Stored data

· · · ·

//! Style configuration for symbol rendering
//!
//! Everything the composed renderer needs to know about how a symbol
//! should look: module and eye shapes, colors, gradient, logo, error
//! correction, and the decorative frame selection.

use crate::color::Color;

/// Shape used for ordinary dark modules.
#[derive(Debug, Clone, Copy, PartialEq, Eq, Default)]
#[cfg_attr(feature = "serde", derive(serde::Serialize, serde::Deserialize))]
#[cfg_attr(feature = "serde", serde(rename_all = "lowercase"))]
pub enum ModuleStyle {
    #[default]
    Square,
    Dots,
    Rounded,
}

/// Shape used for the three finder patterns.
#[derive(Debug, Clone, Copy, PartialEq, Eq, Default)]
#[cfg_attr(feature = "serde", derive(serde::Serialize, serde::Deserialize))]
#[cfg_attr(feature = "serde", serde(rename_all = "lowercase"))]
pub enum EyeStyle {
    #[default]
    Square,
    Circle,
    Rounded,
    Leaf,
    Diamond,
}

/// Error-correction tier of the QR standard.
///
/// Higher tiers tolerate more missing or damaged modules at the cost of
/// data capacity.
#[derive(Debug, Clone, Copy, PartialEq, Eq, Hash, Default)]
#[cfg_attr(feature = "serde", derive(serde::Serialize, serde::Deserialize))]
#[cfg_attr(feature = "serde", serde(rename_all = "lowercase"))]
pub enum EcLevel {
    Low,
    #[default]
    Medium,
    Quartile,
    High,
}

/// Direction of a two-stop gradient fill.
#[derive(Debug, Clone, Copy, PartialEq, Eq, Default)]
#[cfg_attr(feature = "serde", derive(serde::Serialize, serde::Deserialize))]
#[cfg_attr(feature = "serde", serde(rename_all = "lowercase"))]
pub enum GradientDirection {
    #[default]
    Vertical,
    Horizontal,
    Diagonal,
    Radial,
}

/// Gradient fill applied to dark modules.
///
/// The gradient spans the symbol's own pixel extent, never the frame's.
#[derive(Debug, Clone, Copy, PartialEq, Eq)]
#[cfg_attr(feature = "serde", derive(serde::Serialize, serde::Deserialize))]
pub struct GradientSpec {
    pub start: Color,
    pub end: Color,
    #[cfg_attr(feature = "serde", serde(default))]
    pub direction: GradientDirection,
}

/// Opaque reference to a logo image overlaid on the symbol center.
///
/// The href is passed through to the output document untouched; whether
/// it resolves is the consumer's problem. Configuring a logo forces the
/// error-correction level to [`EcLevel::High`] because excavating
/// modules destroys redundancy.
#[derive(Debug, Clone, PartialEq, Eq)]
#[cfg_attr(feature = "serde", derive(serde::Serialize, serde::Deserialize))]
pub struct LogoRef {
    pub href: String,
}

/// Complete visual configuration for one render.
#[derive(Debug, Clone, PartialEq)]
#[cfg_attr(feature = "serde", derive(serde::Serialize, serde::Deserialize))]
#[cfg_attr(feature = "serde", serde(default))]
pub struct StyleConfig {
    pub module_style: ModuleStyle,
    pub eye_style: EyeStyle,
    pub foreground: Color,
    pub background: Color,
    /// Eye color override; falls back to `foreground`.
    pub eye_color: Option<Color>,
    pub gradient: Option<GradientSpec>,
    pub logo: Option<LogoRef>,
    /// Requested tier; upgraded to High when a logo is present.
    pub ec_level: EcLevel,
}

impl Default for StyleConfig {
    fn default() -> Self {
        Self {
            module_style: ModuleStyle::default(),
            eye_style: EyeStyle::default(),
            foreground: Color::black(),
            background: Color::white(),
            eye_color: None,
            gradient: None,
            logo: None,
            ec_level: EcLevel::default(),
        }
    }
}

impl StyleConfig {
    /// The color eyes are drawn in.
    pub fn effective_eye_color(&self) -> Color {
        self.eye_color.unwrap_or(self.foreground)
    }

    /// The tier actually used for matrix construction.
    pub fn effective_ec_level(&self) -> EcLevel {
        if self.logo.is_some() {
            EcLevel::High
        } else {
            self.ec_level
        }
    }
}

/// Identifier of a decorative frame.
///
/// A closed set; unrecognized names degrade to `None` rather than
/// failing, so a stale style record still produces the primary artifact.
#[derive(Debug, Clone, Copy, PartialEq, Eq, Default)]
#[cfg_attr(feature = "serde", derive(serde::Serialize, serde::Deserialize))]
#[cfg_attr(feature = "serde", serde(rename_all = "kebab-case"))]
pub enum FrameKind {
    #[default]
    None,
    Simple,
    Badge,
    Balloon,
    NameBadge,
    Phone,
    Laptop,
    Polaroid,
    Ticket,
    Card,
    Luggage,
    Certificate,
}

impl FrameKind {
    /// Every frame kind, in registry listing order.
    pub const ALL: [FrameKind; 12] = [
        FrameKind::None,
        FrameKind::Simple,
        FrameKind::Badge,
        FrameKind::Balloon,
        FrameKind::NameBadge,
        FrameKind::Phone,
        FrameKind::Laptop,
        FrameKind::Polaroid,
        FrameKind::Ticket,
        FrameKind::Card,
        FrameKind::Luggage,
        FrameKind::Certificate,
    ];

    pub fn name(self) -> &'static str {
        match self {
            FrameKind::None => "none",
            FrameKind::Simple => "simple",
            FrameKind::Badge => "badge",
            FrameKind::Balloon => "balloon",
            FrameKind::NameBadge => "name-badge",
            FrameKind::Phone => "phone",
            FrameKind::Laptop => "laptop",
            FrameKind::Polaroid => "polaroid",
            FrameKind::Ticket => "ticket",
            FrameKind::Card => "card",
            FrameKind::Luggage => "luggage",
            FrameKind::Certificate => "certificate",
        }
    }

    /// Resolve a frame name, falling back to `None` for anything
    /// unrecognized.
    pub fn from_name(name: &str) -> Self {
        let wanted = name.trim();
        for kind in Self::ALL {
            if kind.name().eq_ignore_ascii_case(wanted) {
                return kind;
            }
        }
        log::warn!("unknown frame {wanted:?}, rendering without a frame");
        FrameKind::None
    }
}

/// Frame selection plus optional caption text.
#[derive(Debug, Clone, PartialEq, Eq, Default)]
#[cfg_attr(feature = "serde", derive(serde::Serialize, serde::Deserialize))]
#[cfg_attr(feature = "serde", serde(default))]
pub struct FrameSpec {
    pub kind: FrameKind,
    pub caption: Option<String>,
}

impl FrameSpec {
    pub fn none() -> Self {
        Self::default()
    }

    pub fn new(kind: FrameKind, caption: Option<String>) -> Self {
        Self { kind, caption }
    }
}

· · · ·

▶ **Exercise directions**: Return what is listed above, exactly and completely.

▶ **Written response**:
//! Style configuration for symbol rendering
//!
//! Everything the composed renderer needs to know about how a symbol
//! should look: module and eye shapes, colors, gradient, logo, error
//! correction, and the decorative frame selection.

use crate::color::Color;

/// Shape used for ordinary dark modules.
#[derive(Debug, Clone, Copy, PartialEq, Eq, Default)]
#[cfg_attr(feature = "serde", derive(serde::Serialize, serde::Deserialize))]
#[cfg_attr(feature = "serde", serde(rename_all = "lowercase"))]
pub enum ModuleStyle {
    #[default]
    Square,
    Dots,
    Rounded,
}

/// Shape used for the three finder patterns.
#[derive(Debug, Clone, Copy, PartialEq, Eq, Default)]
#[cfg_attr(feature = "serde", derive(serde::Serialize, serde::Deserialize))]
#[cfg_attr(feature = "serde", serde(rename_all = "lowercase"))]
pub enum EyeStyle {
    #[default]
    Square,
    Circle,
    Rounded,
    Leaf,
    Diamond,
}

/// Error-correction tier of the QR standard.
///
/// Higher tiers tolerate more missing or damaged modules at the cost of
/// data capacity.
#[derive(Debug, Clone, Copy, PartialEq, Eq, Hash, Default)]
#[cfg_attr(feature = "serde", derive(serde::Serialize, serde::Deserialize))]
#[cfg_attr(feature = "serde", serde(rename_all = "lowercase"))]
pub enum EcLevel {
    Low,
    #[default]
    Medium,
    Quartile,
    High,
}

/// Direction of a two-stop gradient fill.
#[derive(Debug, Clone, Copy, PartialEq, Eq, Default)]
#[cfg_attr(feature = "serde", derive(serde::Serialize, serde::Deserialize))]
#[cfg_attr(feature = "serde", serde(rename_all = "lowercase"))]
pub enum GradientDirection {
    #[default]
    Vertical,
    Horizontal,
    Diagonal,
    Radial,
}

/// Gradient fill applied to dark modules.
///
/// The gradient spans the symbol's own pixel extent, never the frame's.
#[derive(Debug, Clone, Copy, PartialEq, Eq)]
#[cfg_attr(feature = "serde", derive(serde::Serialize, serde::Deserialize))]
pub struct GradientSpec {
    pub start: Color,
    pub end: Color,
    #[cfg_attr(feature = "serde", serde(default))]
    pub direction: GradientDirection,
}

/// Opaque reference to a logo image overlaid on the symbol center.
///
/// The href is passed through to the output document untouched; whether
/// it resolves is the consumer's problem. Configuring a logo forces the
/// error-correction level to [`EcLevel::High`] because excavating
/// modules destroys redundancy.
#[derive(Debug, Clone, PartialEq, Eq)]
#[cfg_attr(feature = "serde", derive(serde::Serialize, serde::Deserialize))]
pub struct LogoRef {
    pub href: String,
}

/// Complete visual configuration for one render.
#[derive(Debug, Clone, PartialEq)]
#[cfg_attr(feature = "serde", derive(serde::Serialize, serde::Deserialize))]
#[cfg_attr(feature = "serde", serde(default))]
pub struct StyleConfig {
    pub module_style: ModuleStyle,
    pub eye_style: EyeStyle,
    pub foreground: Color,
    pub background: Color,
    /// Eye color override; falls back to `foreground`.
    pub eye_color: Option<Color>,
    pub gradient: Option<GradientSpec>,
    pub logo: Option<LogoRef>,
    /// Requested tier; upgraded to High when a logo is present.
    pub ec_level: EcLevel,
}

impl Default for StyleConfig {
    fn default() -> Self {
        Self {
            module_style: ModuleStyle::default(),
            eye_style: EyeStyle::default(),
            foreground: Color::black(),
            background: Color::white(),
            eye_color: None,
            gradient: None,
            logo: None,
            ec_level: EcLevel::default(),
        }
    }
}

impl StyleConfig {
    /// The color eyes are drawn in.
    pub fn effective_eye_color(&self) -> Color {
        self.eye_color.unwrap_or(self.foreground)
    }

    /// The tier actually used for matrix construction.
    pub fn effective_ec_level(&self) -> EcLevel {
        if self.logo.is_some() {
            EcLevel::High
        } else {
            self.ec_level
        }
    }
}

/// Identifier of a decorative frame.
///
/// A closed set; unrecognized names degrade to `None` rather than
/// failing, so a stale style record still produces the primary artifact.
#[derive(Debug, Clone, Copy, PartialEq, Eq, Default)]
#[cfg_attr(feature = "serde", derive(serde::Serialize, serde::Deserialize))]
#[cfg_attr(feature = "serde", serde(rename_all = "kebab-case"))]
pub enum FrameKind {
    #[default]
    None,
    Simple,
    Badge,
    Balloon,
    NameBadge,
    Phone,
    Laptop,
    Polaroid,
    Ticket,
    Card,
    Luggage,
    Certificate,
}

impl FrameKind {
    /// Every frame kind, in registry listing order.
    pub const ALL: [FrameKind; 12] = [
        FrameKind::None,
        FrameKind::Simple,
        FrameKind::Badge,
        FrameKind::Balloon,
        FrameKind::NameBadge,
        FrameKind::Phone,
        FrameKind::Laptop,
        FrameKind::Polaroid,
        FrameKind::Ticket,
        FrameKind::Card,
        FrameKind::Luggage,
        FrameKind::Certificate,
    ];

    pub fn name(self) -> &'static str {
        match self {
            FrameKind::None => "none",
            FrameKind::Simple => "simple",
            FrameKind::Badge => "badge",
            FrameKind::Balloon => "balloon",
            FrameKind::NameBadge => "name-badge",
            FrameKind::Phone => "phone",
            FrameKind::Laptop => "laptop",
            FrameKind::Polaroid => "polaroid",
            FrameKind::Ticket => "ticket",
            FrameKind::Card => "card",
            FrameKind::Luggage => "luggage",
            FrameKind::Certificate => "certificate",
        }
    }

    /// Resolve a frame name, falling back to `None` for anything
    /// unrecognized.
    pub fn from_name(name: &str) -> Self {
        let wanted = name.trim();
        for kind in Self::ALL {
            if kind.name().eq_ignore_ascii_case(wanted) {
                return kind;
            }
        }
        log::warn!("unknown frame {wanted:?}, rendering without a frame");
        FrameKind::None
    }
}

/// Frame selection plus optional caption text.
#[derive(Debug, Clone, PartialEq, Eq, Default)]
#[cfg_attr(feature = "serde", derive(serde::Serialize, serde::Deserialize))]
#[cfg_attr(feature = "serde", serde(default))]
pub struct FrameSpec {
    pub kind: FrameKind,
    pub caption: Option<String>,
}

impl FrameSpec {
    pub fn none() -> Self {
        Self::default()
    }

    pub fn new(kind: FrameKind, caption: Option<String>) -> Self {
        Self { kind, caption }
    }
}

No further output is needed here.